→ **Problem to work on**:
Look at the entries below and restate word for word the lines from the first through the one that has "use serde_json::Value;".

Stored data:
┄┄┄┄┄┄

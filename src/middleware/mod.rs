//! Middleware layer.
//!
//! A middleware is a [`Dispatch`](crate::Dispatch) link that wraps the next
//! link of the chain. Hosts build middleware through one fixed factory shape,
//! captured by [`Plugin`]:
//!
//! ```text
//! new(ctx: &Context, next: HandlerRef, config: Config, name: &str) -> Result<HandlerRef, Error>
//! ```
//!
//! Built-in middleware:
//! - [`logger`]: one structured record per request, then pass-through.

pub mod logger;

use std::sync::Arc;

use serde::de::DeserializeOwned;
use serde_json::Value;
use tracing::debug;

use crate::error::Error;
use crate::handler::HandlerRef;
use crate::sink::{LogSink, TracingSink};

// ── Context ───────────────────────────────────────────────────────────────────

/// Host-owned resources handed to every middleware at construction.
///
/// Middleware keep their own clone of what they need; the host keeps
/// ownership of the underlying sink.
#[derive(Clone)]
pub struct Context {
    sink: Arc<dyn LogSink>,
}

impl Context {
    /// Context whose records go to the current `tracing` subscriber.
    pub fn new() -> Self {
        Self::with_sink(Arc::new(TracingSink))
    }

    pub fn with_sink(sink: Arc<dyn LogSink>) -> Self {
        Self { sink }
    }

    pub fn sink(&self) -> &Arc<dyn LogSink> {
        &self.sink
    }
}

impl Default for Context {
    fn default() -> Self { Self::new() }
}

// ── Plugin ────────────────────────────────────────────────────────────────────

/// The factory contract a host uses to build a middleware.
///
/// `Config::default()` must equal [`create_config`](Plugin::create_config):
/// overrides are deserialized with serde defaults filling the gaps.
pub trait Plugin {
    type Config: Default + DeserializeOwned;

    /// Configuration before any user override.
    fn create_config() -> Self::Config {
        Self::Config::default()
    }

    /// Wraps `next`. The argument order is fixed.
    fn new(ctx: &Context, next: HandlerRef, config: Self::Config, name: &str) -> Result<HandlerRef, Error>;
}

/// Builds plugin `P` around `next`, with `overrides` laid over its defaults.
///
/// `None` and JSON `null` both mean "no overrides". How individual fields
/// are read is up to `P::Config`; the request logger keeps its defaults for
/// anything it cannot use. Overrides that are not a JSON object are an
/// [`Error::Config`].
pub fn mount<P: Plugin>(
    ctx: &Context,
    next: HandlerRef,
    overrides: Option<Value>,
    name: &str,
) -> Result<HandlerRef, Error> {
    let config = match overrides {
        None | Some(Value::Null) => P::create_config(),
        Some(overrides @ Value::Object(_)) => serde_json::from_value(overrides)?,
        Some(_) => {
            return Err(Error::Config(serde::de::Error::custom("overrides must be a JSON object")));
        }
    };
    debug!(plugin = name, "mounting middleware");
    P::new(ctx, next, config, name)
}
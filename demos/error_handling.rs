//! Demonstrates the distinct failure causes the sandbox reports.
//!
//! Run with: cargo run --example error_handling

use lua_sandbox_rs::prelude::*;

fn main() -> anyhow::Result<()> {
    let sandbox = LuaSandbox::with_defaults()?;

    // Syntax errors are caught at compile time
    println!("\n=== Test 1: Compile error ===");
    match sandbox.run::<_, _, ()>("return return", SandboxOptions::default(), ()) {
        Ok(()) => println!("unexpected success"),
        Err(e) => println!("compile error ({}): {}", e.is_compile(), e),
    }

    // Runtime errors carry the script's message
    println!("\n=== Test 2: Runtime error ===");
    match sandbox.run::<_, _, ()>("error('something broke')", SandboxOptions::default(), ()) {
        Ok(()) => println!("unexpected success"),
        Err(e) => println!("runtime error ({}): {}", e.is_runtime(), e),
    }

    // Runaway loops hit the instruction quota
    println!("\n=== Test 3: Quota exhaustion ===");
    if LuaSandbox::quota_supported() {
        match sandbox.run::<_, _, ()>(
            "for i = 1, 1000000 do end",
            SandboxOptions::new().quota(10_000),
            (),
        ) {
            Ok(()) => println!("unexpected success"),
            Err(e) => println!("quota error ({}): {}", e.is_quota_exceeded(), e),
        }
    } else {
        println!("instruction quotas unavailable on this Lua runtime");
    }

    // Catching the abort inside the script does not help
    println!("\n=== Test 4: Quota exhaustion behind pcall ===");
    if LuaSandbox::quota_supported() {
        match sandbox.run::<_, _, bool>(
            "return pcall(function() for i = 1, 1000000 do end end)",
            SandboxOptions::new().quota(10_000),
            (),
        ) {
            Ok(caught) => println!("unexpected success: {}", caught),
            Err(e) => println!("quota error ({}): {}", e.is_quota_exceeded(), e),
        }
    } else {
        println!("instruction quotas unavailable on this Lua runtime");
    }

    // Precompiled chunks are refused before anything runs
    println!("\n=== Test 5: Binary input ===");
    match sandbox.run::<_, _, ()>(&b"\x1bLua"[..], SandboxOptions::default(), ()) {
        Ok(()) => println!("unexpected success"),
        Err(e) => println!("guard error ({}): {}", e.is_binary_rejected(), e),
    }

    // Unavailable capabilities resolve to nil rather than raising
    println!("\n=== Test 6: Restricted surface ===");
    let io_present: bool = sandbox.run("return io ~= nil", SandboxOptions::default(), ())?;
    println!("io visible inside the sandbox: {}", io_present);

    Ok(())
}
//! # Lua Sandbox
//!
//! Execute untrusted Lua snippets against a restricted capability surface.
//!
//! Each engine owns an embedded Lua state (via mlua) and exposes a curated
//! base catalog of safe globals through a composed, layered scope. It
//! enforces the following boundaries:
//!
//! - **State isolation**: writes by sandboxed code land in a per-execution
//!   shadow overlay; the base catalog and any caller-supplied environment are
//!   never mutated, on any exit path.
//! - **Instruction quotas**: a configurable step budget aborts runaway code
//!   deterministically via the interpreter's count hook.
//! - **Memory limits**: an optional allocation cap on the Lua state.
//! - **Source-only input**: precompiled chunks are rejected before
//!   compilation unless explicitly allowed at deployment time.
//!
//! ## Example
//!
//! ```rust
//! use lua_sandbox_rs::prelude::*;
//!
//! # fn main() -> Result<()> {
//! let sandbox = LuaSandbox::with_defaults()?;
//!
//! let sum: i64 = sandbox.run("return 2 + 3", SandboxOptions::default(), ())?;
//! assert_eq!(sum, 5);
//!
//! // A protected handle keeps its shadow state across invocations.
//! let counter = sandbox.protect("n = (n or 0) + 1 return n", SandboxOptions::default())?;
//! assert_eq!(counter.call::<_, i64>(())?, 1);
//! assert_eq!(counter.call::<_, i64>(())?, 2);
//! # Ok(())
//! # }
//! ```
//!
//! ## Security Model
//!
//! Sandboxed code only ever sees the composed scope:
//!
//! 1. **Base catalog**: a static allow-list of safe functions and module
//!    members, copied once per engine; no `io`, `debug`, `load`, or process
//!    access.
//! 2. **Shadow overlay**: global and module-member writes are redirected into
//!    per-instance storage, so one execution cannot poison another.
//! 3. **Quota aborts are final**: the abort surfaces inside the sandbox as an
//!    ordinary error, but catching it with `pcall` does not help; the call
//!    still fails with a quota error, and `coroutine` is absent from the
//!    catalog so no code runs outside the counting hook.
//! 4. **Cooperative preemption**: the quota fires at instruction boundaries;
//!    code that never crosses one (a single non-yielding native call) cannot
//!    be interrupted by it. This is an inherent limit of hook-based
//!    cancellation, not a configuration problem.

pub mod error;
pub mod prelude;
pub mod sandbox;

// Re-export main types at crate root for convenience
pub use error::{Result, SandboxError};
pub use sandbox::config::{SandboxConfig, SandboxConfigBuilder, DEFAULT_QUOTA};
pub use sandbox::executor::{LuaSandbox, Protected, SandboxOptions};
pub use sandbox::quota::{quota_supported, Quota};
pub use sandbox::scope::GLOBALS_NAME;
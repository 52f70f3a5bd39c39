//! Input guard rejecting precompiled chunks before compilation.

use crate::error::{Result, SandboxError};

/// First byte of a precompiled Lua chunk header (`"\x1bLua"`).
const BINARY_MARKER: u8 = 0x1b;

/// Classify the snippet before it reaches the compiler.
///
/// Runs before any instance, overlay, or hook state is created, so a rejected
/// chunk leaves no trace in the engine.
pub(crate) fn check_source(source: &[u8], allow_bytecode: bool) -> Result<()> {
    if !allow_bytecode && source.first() == Some(&BINARY_MARKER) {
        return Err(SandboxError::BinaryInputRejected);
    }
    Ok(())
}

#[cfg(test)]
mod tests {
    use super::*;

    #[test]
    fn test_text_source_passes() {
        assert!(check_source(b"return 1 + 1", false).is_ok());
        assert!(check_source(b"", false).is_ok());
    }

    #[test]
    fn test_binary_chunk_rejected() {
        let err = check_source(b"\x1bLua\x54\x00", false).unwrap_err();
        assert!(err.is_binary_rejected());
    }

    #[test]
    fn test_deployment_flag_allows_binary() {
        assert!(check_source(b"\x1bLua\x54\x00", true).is_ok());
    }
}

┄┄┄┄┄┄

→ **Result for this task**:
filename src/middleware/mod.rs
//! Middleware layer.
//!
//! A middleware is a [`Dispatch`](crate::Dispatch) link that wraps the next
//! link of the chain. Hosts build middleware through one fixed factory shape,
//! captured by [`Plugin`]:
//!
//! ```text
//! new(ctx: &Context, next: HandlerRef, config: Config, name: &str) -> Result<HandlerRef, Error>
//! ```
//!
//! Built-in middleware:
//! - [`logger`]: one structured record per request, then pass-through.

pub mod logger;

use std::sync::Arc;

use serde::de::DeserializeOwned;
use serde_json::Value;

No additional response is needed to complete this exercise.